Abstract Nano-Si/MWCNTs composite was a representative solution to improve Si-based anode material’s rate performance in lithium-ion batteries (LIBs). However, the problems of easy agglomeration of silicon nanoparticles and carbon nanotubes hindered Si/MWCNT’s further development. In this study, we combine silicon nanoparticles with MWCNTs cleverly by utilizing freeze-drying method to solve the problems and enhance silicon-based material’s rate performance. Compared with Si-MWCNTs composite treated by electric blast-drying method, the rate performance of Si-MWCNTs treated by freeze-drying is significantly improved, especially at different current densities. When Si-MWCNTs are encapsulated in FPC (flour-derived porous carbon, FPC), the as-obtained Si-MWCNTs-PVPC-FPC-SC-1 (sucrose-derived carbon, SC) prepared by freeze-drying method delivers a reversible capacity of 1347.5 mAh g-1 at 0.1 A g-1 after cycling at 5 A g-1 and a reversible capacity of 501 mAh g-1 at 1 A g-1 after 500 cycles. Our study demonstrates that the freeze-drying method can solve the problems of easy agglomeration of silicon nanoparticles and MWCNTs as well as improve Si-based anode’s rate performance for LIBs. The synthetic route presented in this paper is low-cost and easy to scale up for silicon-carbon (Si/C) composites with high rate performance and long cycle life.

中文翻译：

---

用于锂存储的 Si/MWCNTs 复合材料的策略和详细解释

摘要 Nano-Si/MWCNTs 复合材料是提高锂离子电池（LIBs）中硅基负极材料倍率性能的代表性解决方案。然而，硅纳米颗粒和碳纳米管容易团聚的问题阻碍了Si/MWCNT的进一步发展。在这项研究中，我们通过利用冷冻干燥方法将硅纳米颗粒与多壁碳纳米管巧妙地结合来解决问题并提高硅基材料的倍率性能。与电鼓风干燥法处理的Si-MWCNTs复合材料相比，冷冻干燥法处理的Si-MWCNTs的倍率性能显着提高，尤其是在不同电流密度下。

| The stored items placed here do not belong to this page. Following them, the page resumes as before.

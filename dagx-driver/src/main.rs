//! DAG extractor driver
//!
//! Plays the host pipeline: loads modules (JSON), hands every function to
//! the extractor once, and appends the resulting records to a shared corpus.
//! Also inspects an existing corpus.

use clap::{ArgAction, Parser, Subcommand};
use dagx_common::DagError;
use dagx_extract::{read_records, DagExtractor, ExtractOptions, Record};
use dagx_ir::Module;
use log::info;
use std::collections::BTreeMap;
use std::fs;
use std::path::{Path, PathBuf};

#[derive(Parser)]
#[command(name = "dagx")]
#[command(about = "Basic block DAG extractor")]
#[command(version = "0.1.0")]
struct Cli {
    /// Log at debug level unless RUST_LOG says otherwise
    #[arg(short, long, global = true)]
    verbose: bool,

    #[command(subcommand)]
    command: Commands,
}

#[derive(Subcommand)]
enum Commands {
    /// Extract the DAGs of every function in the given modules
    Extract {
        /// Module files (JSON)
        #[arg(required = true)]
        inputs: Vec<PathBuf>,

        /// File to dump the extracted DAGs to (empty: don't write)
        #[arg(long, default_value = "")]
        dump_dags_to: String,

        /// Include live-in instructions of a given basic block
        #[arg(long, default_value_t = true, action = ArgAction::Set)]
        include_live_ins: bool,

        /// Also print the records to stdout
        #[arg(long)]
        print: bool,
    },

    /// Summarize an existing corpus
    Stats {
        /// Corpus file
        corpus: PathBuf,
    },
}

fn main() {
    let cli = Cli::parse();

    let default_level = if cli.verbose { "debug" } else { "warn" };
    env_logger::Builder::from_env(env_logger::Env::default().default_filter_or(default_level)).init();

    match cli.command {
        Commands::Extract { inputs, dump_dags_to, include_live_ins, print } => {
            let options = ExtractOptions::from_flags(&dump_dags_to, include_live_ins);
            if let Err(e) = extract_command(&inputs, options, print) {
                eprintln!("Error extracting DAGs: {e}");
                std::process::exit(1);
            }
        }
        Commands::Stats { corpus } => match corpus_stats(&corpus) {
            Ok(stats) => print!("{stats}"),
            Err(e) => {
                eprintln!("Error reading corpus: {e}");
                std::process::exit(1);
            }
        },
    }
}

fn load_module(path: &Path) -> Result<Module, DagError> {
    let text = fs::read_to_string(path)?;
    serde_json::from_str(&text).map_err(|e| DagError::from(format!("{}: {e}", path.display())))
}

/// Run the extractor over every function of every input.
///
/// A module that fails to load is reported and skipped. Only a fatal sink
/// fault (the lock file cannot be opened) stops the run.
fn extract_command(inputs: &[PathBuf], options: ExtractOptions, print: bool) -> Result<(), DagError> {
    let mut extractor = DagExtractor::new(options);

    for input in inputs {
        let module = match load_module(input) {
            Ok(module) => module,
            Err(e) => {
                eprintln!("Skipping {}: {e}", input.display());
                continue;
            }
        };
        info!("extracting {} ({} functions)", input.display(), module.functions.len());

        for function in module.functions.iter().filter(|f| !f.is_external) {
            extractor.run_on_function_with(function, |records| {
                if print {
                    print!("{records}");
                }
            })?;
        }
    }

    let stats = extractor.stats();
    info!(
        "{} functions, {} records ({} written), {} instructions, {} skipped, {} dropped",
        stats.functions,
        stats.records,
        stats.records_written,
        stats.instructions,
        stats.functions_skipped,
        stats.functions_dropped
    );
    Ok(())
}

/// Size distribution of a corpus
#[derive(Debug, Default, PartialEq, Eq)]
struct CorpusStats {
    records: usize,
    instructions: usize,
    /// DAG size -> number of records
    histogram: BTreeMap<usize, usize>,
    /// Records whose declared count disagrees with their body
    mismatched: usize,
}

impl CorpusStats {
    fn add(&mut self, record: &Record) {
        self.records += 1;
        self.instructions += record.count;
        *self.histogram.entry(record.count).or_default() += 1;
        if record.instruction_lines().count() != record.count {
            self.mismatched += 1;
        }
    }
}

impl std::fmt::Display for CorpusStats {
    fn fmt(&self, f: &mut std::fmt::Formatter<'_>) -> std::fmt::Result {
        writeln!(f, "records:      {}", self.records)?;
        writeln!(f, "instructions: {}", self.instructions)?;
        if self.mismatched > 0 {
            writeln!(f, "mismatched:   {}", self.mismatched)?;
        }
        writeln!(f, "size histogram:")?;
        for (size, count) in &self.histogram {
            writeln!(f, "  {size:>4}: {count}")?;
        }
        Ok(())
    }
}

fn corpus_stats(path: &Path) -> Result<CorpusStats, DagError> {
    let mut stats = CorpusStats::default();
    for record in read_records(path)? {
        stats.add(&record);
    }
    Ok(stats)
}

#[cfg(test)]
mod tests {
    use super::*;
    use dagx_ir::{IrBinaryOp, IrBuilder, IrType, Value};
    use pretty_assertions::assert_eq;

    fn write_module(dir: &Path) -> PathBuf {
        let mut b = IrBuilder::new();
        b.create_function("poly", IrType::Void);
        let x = b.add_parameter(IrType::I64).unwrap();
        b.create_block().unwrap();
        let sq = b.build_binary(IrBinaryOp::Mul, x.clone(), x, IrType::I64).unwrap();
        b.build_binary(IrBinaryOp::Add, sq, Value::Constant(1), IrType::I64).unwrap();
        b.build_return(None).unwrap();

        let mut module = Module::new("poly".to_string());
        module.add_function(b.finish_function().unwrap());

        let path = dir.join("poly.json");
        fs::write(&path, serde_json::to_string(&module).unwrap()).unwrap();
        path
    }

    #[test]
    fn test_cli_flags() {
        let cli = Cli::parse_from([
            "dagx", "extract", "--dump-dags-to", "out.txt", "--include-live-ins", "false", "m.json",
        ]);
        match cli.command {
            Commands::Extract { inputs, dump_dags_to, include_live_ins, print } => {
                assert_eq!(inputs, vec![PathBuf::from("m.json")]);
                assert_eq!(dump_dags_to, "out.txt");
                assert!(!include_live_ins);
                assert!(!print);
            }
            Commands::Stats { .. } => panic!("Expected extract command"),
        }

        let cli = Cli::parse_from(["dagx", "extract", "m.json"]);
        match cli.command {
            Commands::Extract { dump_dags_to, include_live_ins, .. } => {
                assert_eq!(dump_dags_to, "");
                assert!(include_live_ins);
            }
            Commands::Stats { .. } => panic!("Expected extract command"),
        }
    }

    #[test]
    fn test_extract_then_stats() {
        let dir = tempfile::tempdir().unwrap();
        let input = write_module(dir.path());
        let corpus = dir.path().join("dags.txt");

        let options = ExtractOptions::from_flags(corpus.to_str().unwrap(), true);
        extract_command(&[input.clone(), dir.path().join("missing.json")], options.clone(), false).unwrap();
        extract_command(&[input], options, false).unwrap();

        let stats = corpus_stats(&corpus).unwrap();
        assert_eq!(stats.records, 2);
        assert_eq!(stats.instructions, 4);
        assert_eq!(stats.mismatched, 0);
        assert_eq!(stats.histogram, BTreeMap::from([(2, 2)]));
        assert!(stats.to_string().starts_with("records:      2\n"));
    }

    #[test]
    fn test_unopenable_lock_file_is_fatal() {
        let dir = tempfile::tempdir().unwrap();
        let input = write_module(dir.path());
        let corpus = dir.path().join("no-such-dir").join("dags.txt");

        let options = ExtractOptions::from_flags(corpus.to_str().unwrap(), true);
        let err = extract_command(&[input], options, false).unwrap_err();
        assert!(err.is_fatal());
    }
}
//! IR Operations
//!
//! Defines the binary, unary, cast and comparison operators available in
//! the IR. These are exactly the pure, effect-free operator classes.

use serde::{Deserialize, Serialize};
use std::fmt;

/// Binary operations in IR
#[derive(Debug, Clone, Copy, PartialEq, Eq, Hash, Serialize, Deserialize)]
pub enum IrBinaryOp {
    // Integer arithmetic
    Add, Sub, Mul,
    SDiv, UDiv,    // Signed/unsigned division
    SRem, URem,    // Signed/unsigned remainder

    // Bitwise
    And, Or, Xor,
    Shl, LShr, AShr, // Logical/arithmetic shift right

    // Floating point arithmetic
    FAdd, FSub, FMul, FDiv, FRem,
}

impl fmt::Display for IrBinaryOp {
    fn fmt(&self, f: &mut fmt::Formatter<'_>) -> fmt::Result {
        let op_str = match self {
            IrBinaryOp::Add => "add",
            IrBinaryOp::Sub => "sub",
            IrBinaryOp::Mul => "mul",
            IrBinaryOp::SDiv => "sdiv",
            IrBinaryOp::UDiv => "udiv",
            IrBinaryOp::SRem => "srem",
            IrBinaryOp::URem => "urem",
            IrBinaryOp::And => "and",
            IrBinaryOp::Or => "or",
            IrBinaryOp::Xor => "xor",
            IrBinaryOp::Shl => "shl",
            IrBinaryOp::LShr => "lshr",
            IrBinaryOp::AShr => "ashr",
            IrBinaryOp::FAdd => "fadd",
            IrBinaryOp::FSub => "fsub",
            IrBinaryOp::FMul => "fmul",
            IrBinaryOp::FDiv => "fdiv",
            IrBinaryOp::FRem => "frem",
        };
        write!(f, "{op_str}")
    }
}

/// Unary operations in IR
#[derive(Debug, Clone, Copy, PartialEq, Eq, Hash, Serialize, Deserialize)]
pub enum IrUnaryOp {
    Not,  // Bitwise NOT
    Neg,  // Arithmetic negation
    FNeg, // Floating point negation
}

impl fmt::Display for IrUnaryOp {
    fn fmt(&self, f: &mut fmt::Formatter<'_>) -> fmt::Result {
        let op_str = match self {
            IrUnaryOp::Not => "not",
            IrUnaryOp::Neg => "neg",
            IrUnaryOp::FNeg => "fneg",
        };
        write!(f, "{op_str}")
    }
}

/// Conversion operations in IR
#[derive(Debug, Clone, Copy, PartialEq, Eq, Hash, Serialize, Deserialize)]
pub enum IrCastOp {
    Trunc, ZExt, SExt,
    FpTrunc, FpExt,
    FpToUi, FpToSi,
    UiToFp, SiToFp,
    PtrToInt, IntToPtr,
    Bitcast,
}

impl fmt::Display for IrCastOp {
    fn fmt(&self, f: &mut fmt::Formatter<'_>) -> fmt::Result {
        let op_str = match self {
            IrCastOp::Trunc => "trunc",
            IrCastOp::ZExt => "zext",
            IrCastOp::SExt => "sext",
            IrCastOp::FpTrunc => "fptrunc",
            IrCastOp::FpExt => "fpext",
            IrCastOp::FpToUi => "fptoui",
            IrCastOp::FpToSi => "fptosi",
            IrCastOp::UiToFp => "uitofp",
            IrCastOp::SiToFp => "sitofp",
            IrCastOp::PtrToInt => "ptrtoint",
            IrCastOp::IntToPtr => "inttoptr",
            IrCastOp::Bitcast => "bitcast",
        };
        write!(f, "{op_str}")
    }
}

/// Comparison predicates. Integer predicates print under `icmp`,
/// floating point ones under `fcmp`. All comparisons produce `i1`.
#[derive(Debug, Clone, Copy, PartialEq, Eq, Hash, Serialize, Deserialize)]
pub enum IrComparePredicate {
    Eq, Ne,
    Slt, Sle, Sgt, Sge, // Signed comparisons
    Ult, Ule, Ugt, Uge, // Unsigned comparisons

    // Ordered float comparisons
    FOeq, FOne, FOlt, FOle, FOgt, FOge,
    // Unordered float comparisons
    FUeq, FUne, FUlt, FUle, FUgt, FUge,
}

impl IrComparePredicate {
    pub fn is_float(&self) -> bool {
        use IrComparePredicate::*;
        matches!(
            self,
            FOeq | FOne | FOlt | FOle | FOgt | FOge | FUeq | FUne | FUlt | FUle | FUgt | FUge
        )
    }

    /// The instruction mnemonic this predicate belongs to
    pub fn mnemonic(&self) -> &'static str {
        if self.is_float() { "fcmp" } else { "icmp" }
    }
}

impl fmt::Display for IrComparePredicate {
    fn fmt(&self, f: &mut fmt::Formatter<'_>) -> fmt::Result {
        let pred_str = match self {
            IrComparePredicate::Eq => "eq",
            IrComparePredicate::Ne => "ne",
            IrComparePredicate::Slt => "slt",
            IrComparePredicate::Sle => "sle",
            IrComparePredicate::Sgt => "sgt",
            IrComparePredicate::Sge => "sge",
            IrComparePredicate::Ult => "ult",
            IrComparePredicate::Ule => "ule",
            IrComparePredicate::Ugt => "ugt",
            IrComparePredicate::Uge => "uge",
            IrComparePredicate::FOeq => "oeq",
            IrComparePredicate::FOne => "one",
            IrComparePredicate::FOlt => "olt",
            IrComparePredicate::FOle => "ole",
            IrComparePredicate::FOgt => "ogt",
            IrComparePredicate::FOge => "oge",
            IrComparePredicate::FUeq => "ueq",
            IrComparePredicate::FUne => "une",
            IrComparePredicate::FUlt => "ult",
            IrComparePredicate::FUle => "ule",
            IrComparePredicate::FUgt => "ugt",
            IrComparePredicate::FUge => "uge",
        };
        write!(f, "{pred_str}")
    }
}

当 Si-MWCNTs 被封装在 FPC（面粉衍生的多孔碳，FPC）中时，所获得的 Si-MWCNTs-PVPC-FPC-SC-1（蔗糖衍生的碳，SC) 在 5 A g-1 下循环后在 0.1 A g-1 下的可逆容量为 1347.5 mAh g-1，在 1 A g-1 下在 500 次循环后的可逆容量为 501 mAh g-1循环。我们的研究表明，冷冻干燥方法可以解决硅纳米颗粒和多壁碳纳米管容易团聚的问题，并提高硅基负极对锂离子电池的倍率性能。本文提出的合成路线成本低，易于放大，具有高倍率性能和长循环寿命的硅碳 (Si/C) 复合材料。我们的研究表明，冷冻干燥方法可以解决硅纳米颗粒和多壁碳纳米管容易团聚的问题，并提高硅基负极对锂离子电池的倍率性能。本文提出的合成路线成本低，易于放大，具有高倍率性能和长循环寿命的硅碳 (Si/C) 复合材料。我们的研究表明，冷冻干燥方法可以解决硅纳米颗粒和多壁碳纳米管容易团聚的问题，并提高硅基负极对锂离子电池的倍率性能。本文提出的合成路线成本低，易于放大，具有高倍率性能和长循环寿命的硅碳 (Si/C) 复合材料。